What is your annual gross salary? 

While you are right that the pension funds are, sometimes, poor value, the tax break is very advantageous.  So, if you are in the 40% tax bracket and you have cash to spare, it is always advisable to use the pension funds to make sure you maximise your tax free lump sum upon retirement. 
However, remember that any money you put into a pension scheme is locked in until you retire.


----------



## StjohnDelahunty (29 May 2019)

Thanks
46 years old. Im in the 40% tax bracket now in ireland. 
Im happy to leave it all there until I retire. 
Great website by the way.


----------



## Zebedee (30 May 2019)

You should get relief up to 25pc of your salary (salary max €115k). You can carry forward unused relief into next year.


----------



## Allpartied (30 May 2019)

StjohnDelahunty said:


> Thanks
> 46 years old. Im in the 40% tax bracket now in ireland.
> Im happy to leave it all there until I retire.
> Great website by the way.



As Zebedee says, 25% of your gross salary can be placed in a pension product in the 40-49 age bracket.  Once you get to 50 this increases to 30%.  The 25% includes any pension related deductions which come out of your paid salary. This will apply if you work for a company who enroll you in a company pension or the public sector. So you will have to reduce your contribution by this amount to avoid breaking revenue rules.  The pension company will work it out for you, if you show them a payslip. 
If you don't need this money until you retire then it would make sense to drip feed it each year into the pension pot and avail of the 40% tax relief. 
There is no way of avoiding the fees that these companies charge, even if you opt for  a risk free cash fund, they still cream off a chunk for "administration".


----------



## Sarenco (30 May 2019)

Zebedee said:


> You can carry forward unused relief into next year.

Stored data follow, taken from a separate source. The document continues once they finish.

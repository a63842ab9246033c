//! Test utilities for property-based testing
//!
//! Proptest generators for readings and device payloads, shared between the
//! unit suites and the property tests under `tests/`.

pub mod generators {
    use proptest::prelude::*;
    use serde_json::{json, Value};

    use crate::domain::{Range, SoilReading};
    use crate::normalize::{
        MOISTURE_BOUNDS, NITROGEN_BOUNDS, PHOSPHORUS_BOUNDS, PH_BOUNDS, POTASSIUM_BOUNDS,
        TEMPERATURE_BOUNDS,
    };

    /// Generate a value within a closed range, bounds included.
    pub fn within(range: Range) -> impl Strategy<Value = f64> {
        range.min..=range.max
    }

    /// Generate a finite value strictly below the range.
    pub fn below(range: Range) -> impl Strategy<Value = f64> {
        (range.min - 500.0)..range.min
    }

    /// Generate a finite value strictly above the range.
    pub fn above(range: Range) -> impl Strategy<Value = f64> {
        (range.max + 0.001)..(range.max + 500.0)
    }

    /// Generate a value outside the range on either side.
    pub fn outside(range: Range) -> impl Strategy<Value = f64> {
        prop_oneof![below(range), above(range)]
    }

    /// Sensor values all within their plausibility bounds, in canonical
    /// order (nitrogen, phosphorus, potassium, moisture, ph, temperature).
    pub fn admissible_values() -> impl Strategy<Value = (f64, f64, f64, f64, f64, f64)> {
        (
            within(NITROGEN_BOUNDS),
            within(PHOSPHORUS_BOUNDS),
            within(POTASSIUM_BOUNDS),
            within(MOISTURE_BOUNDS),
            within(PH_BOUNDS),
            within(TEMPERATURE_BOUNDS),
        )
    }

    /// A fully valid `SoilReading` with a fixed timestamp.
    pub fn soil_reading() -> impl Strategy<Value = SoilReading> {
        admissible_values().prop_map(|(nitrogen, phosphorus, potassium, moisture, ph, temperature)| {
            SoilReading {
                nitrogen,
                phosphorus,
                potassium,
                moisture,
                ph,
                temperature,
                timestamp: "2024-01-15T10:30:00+00:00".to_string(),
            }
        })
    }

    /// Ingest payload using canonical field names.
    pub fn canonical_payload() -> impl Strategy<Value = Value> {
        admissible_values().prop_map(|(n, p, k, moisture, ph, temperature)| {
            json!({
                "nitrogen": n,
                "phosphorus": p,
                "potassium": k,
                "moisture": moisture,
                "ph": ph,
                "temperature": temperature,
            })
        })
    }

    /// Ingest payload using the device firmware's key aliases.
    pub fn device_payload() -> impl Strategy<Value = Value> {
        admissible_values().prop_map(|(n, p, k, moisture, ph, temperature)| {
            json!({
                "n": n,
                "p": p,
                "k": k,
                "moist": moisture,
                "pH": ph,
                "suhu": temperature,
            })
        })
    }

    /// A junk field value: absent-equivalent, unparseable, or outside the
    /// field's own plausibility bounds.
    pub fn junk_field(bounds: Range) -> impl Strategy<Value = Value> {
        prop_oneof![
            Just(Value::Null),
            "[a-z]{1,8}".prop_map(Value::String),
            outside(bounds).prop_map(|v| json!(v)),
        ]
    }

    /// Payload where every field is junk.
    pub fn junk_payload() -> impl Strategy<Value = Value> {
        (
            junk_field(NITROGEN_BOUNDS),
            junk_field(PHOSPHORUS_BOUNDS),
            junk_field(POTASSIUM_BOUNDS),
            junk_field(MOISTURE_BOUNDS),
            junk_field(PH_BOUNDS),
            junk_field(TEMPERATURE_BOUNDS),
        )
            .prop_map(|(n, p, k, moisture, ph, temperature)| {
                json!({
                    "nitrogen": n,
                    "phosphorus": p,
                    "potassium": k,
                    "moisture": moisture,
                    "ph": ph,
                    "temperature": temperature,
                })
            })
    }
}
use std::convert::Infallible;

use serde::Serialize;
use tracing::{info, warn};
use uuid::Uuid;
use warp::hyper::body::Bytes;

use crate::error::{ApiError, ValidationError};
use crate::handlers::json_response;
use crate::routes::AppState;
use soil_relay::domain::SoilReading;
use soil_relay::normalize::{normalize, reject_wrong_types, IngestPayload};

/// Response payload for POST /api/sensor
///
/// Acknowledges the push and echoes the reading as stored, so a device can
/// see which of its values survived normalization.
#[derive(Debug, Clone, Serialize)]
pub struct IngestResponse {
    pub message: &'static str,
    pub reading: SoilReading,
}

/// Handle POST /api/sensor requests for device ingest
///
/// Parses the body, rejects transport-level type errors, normalizes the
/// payload against the last-known-good reading, and replaces the slot
/// wholesale. Out-of-range or missing sensor values never cause a
/// rejection; they are substituted and logged.
pub async fn handle_ingest(body: Bytes, state: AppState) -> Result<warp::reply::Response, Infallible> {
    let request_id = Uuid::new_v4().to_string();
    match ingest(&body, &state, &request_id) {
        Ok(response) => Ok(response),
        Err(api_error) => {
            warn!(
                request_id = %request_id,
                error = %api_error,
                "Ingest rejected"
            );
            Ok(api_error.to_http_response(&request_id))
        }
    }
}

fn ingest(body: &Bytes, state: &AppState, request_id: &str) -> Result<warp::reply::Response, ApiError> {
    // Step 1: parse the body; anything that is not a JSON object fails here
    let payload: IngestPayload = serde_json::from_slice(body).map_err(|e| {
        ValidationError::InvalidBody(format!("Failed to parse JSON: {}", e))
    })?;

    // Step 2: reject structurally wrong field types at the transport layer
    reject_wrong_types(&payload)
        .map_err(|e| ValidationError::InvalidValue(format!("{}: expected a number, got {}", e.field, e.kind)))?;

    // Step 3: normalize against the last-known-good reading
    let previous = state.slot.read_latest();
    let (reading, report) = normalize(&payload, previous.as_ref(), state.clock.as_ref());
    if report.fallback_count() > 0 {
        warn!(
            request_id = %request_id,
            fallbacks = report.fallback_count(),
            detail = %report,
            "Sensor values substituted during normalization"
        );
    }

    // Step 4: replace the slot wholesale (last-write-wins)
    state.slot.write(reading.clone());
    info!(
        request_id = %request_id,
        moisture = reading.moisture,
        temperature = reading.temperature,
        nitrogen = reading.nitrogen,
        phosphorus = reading.phosphorus,
        potassium = reading.potassium,
        ph = reading.ph,
        "Reading stored"
    );

    // Step 5: acknowledge
    json_response(
        200,
        &IngestResponse {
            message: "reading accepted",
            reading,
        },
    )
}

#[cfg(test)]
mod tests {
    use super::*;
    use std::sync::Arc;
    use soil_relay::store::LatestReadingSlot;
    use soil_relay::time::FixedClock;

    fn test_state() -> AppState {
        AppState {
            slot: Arc::new(LatestReadingSlot::new()),
            clock: Arc::new(FixedClock::from_rfc3339("2024-01-15T10:30:00Z").unwrap()),
        }
    }

    #[tokio::test]
    async fn test_ingest_stores_normalized_reading() {
        let state = test_state();
        let body = Bytes::from(r#"{"moist": 65, "suhu": 23, "n": 150, "p": 45, "k": 200, "pH": 6.5}"#);

        let response = handle_ingest(body, state.clone()).await.unwrap();
        assert_eq!(response.status(), 200);

        let stored = state.slot.read_latest().unwrap();
        assert_eq!(stored.nitrogen, 150.0);
        assert_eq!(stored.timestamp, "2024-01-15T10:30:00+00:00");
    }

    #[tokio::test]
    async fn test_ingest_empty_body_is_rejected() {
        let state = test_state();
        let response = handle_ingest(Bytes::new(), state.clone()).await.unwrap();

        assert_eq!(response.status(), 400);
        assert!(state.slot.read_latest().is_none());
    }

    #[tokio::test]
    async fn test_ingest_array_body_is_rejected() {
        let state = test_state();
        let response = handle_ingest(Bytes::from("[1, 2, 3]"), state.clone()).await.unwrap();

        assert_eq!(response.status(), 400);
        assert!(state.slot.read_latest().is_none());
    }

    #[tokio::test]
    async fn test_ingest_unknown_keys_are_ignored() {
        let state = test_state();
        let body = Bytes::from(r#"{"moist": 65, "firmware": "1.0.16"}"#);

        let response = handle_ingest(body, state.clone()).await.unwrap();
        assert_eq!(response.status(), 200);
        assert_eq!(state.slot.read_latest().unwrap().moisture, 65.0);
    }
}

I'm afraid that's not correct - it's a "use it or lose it" relief.


----------



## Ciru75 (30 May 2019)

You can carry forward unrelieved contributions to the next year and get relief for them that year. I assume that's what Zebedee meant.


----------



## Sarenco (30 May 2019)

Ciru75 said:


> You can carry forward unrelieved contributions to the next year and get relief


Eh, no you can’t.

There is no facility to carry forward unrelieved contributions.  

Relief must be claimed by the appropriate cut off point or it’s gone forevever.


----------



## Coldwarrior (31 May 2019)

Sarenco said:


> Eh, no you can’t.
> 
> There is no facility to carry forward unrelieved contributions.
> 
> Relief must be claimed by the appropriate cut off point or it’s gone forevever.



Think they mean that if you had for example paid 5% in pension contributions in 2018 through payroll, you could pay an additional lump sum in 2019 to max out your 2018 contributions (another 15% etc depending on your age) when filing your 2018 tax return.


----------



## Sarenco (31 May 2019)

Coldwarrior said:


> Think they mean that if you had for example paid 5% in pension contributions in 2018 through payroll, you could pay an additional lump sum in 2019 to max out your 2018 contributions (another 15% etc depending on your age) when filling your 2018 tax return.


Ah, I see.

Yes, pension contributions in respect of a particular year can certainly be made at any time up to the tax filing deadline for that year.  So, pension contributions for 2018 can be made at any time up to 31 October 2019 (or mid-November if filing online).


----------



## thos (31 May 2019)

Regardless of tax relief paying into the pension, you're getting tax free growth once it's in there. No DIRT, no CGT, no settlement every 8-years. If the money is destined for pension use anyway, it's worth keeping this in mind.


----------



## abc_xyz (31 May 2019)

Sarenco said:


> Eh, no you can’t.
> 
> There is no facility to carry forward unrelieved contributions.
> 
> Relief must be claimed by the appropriate cut off point or it’s gone forevever.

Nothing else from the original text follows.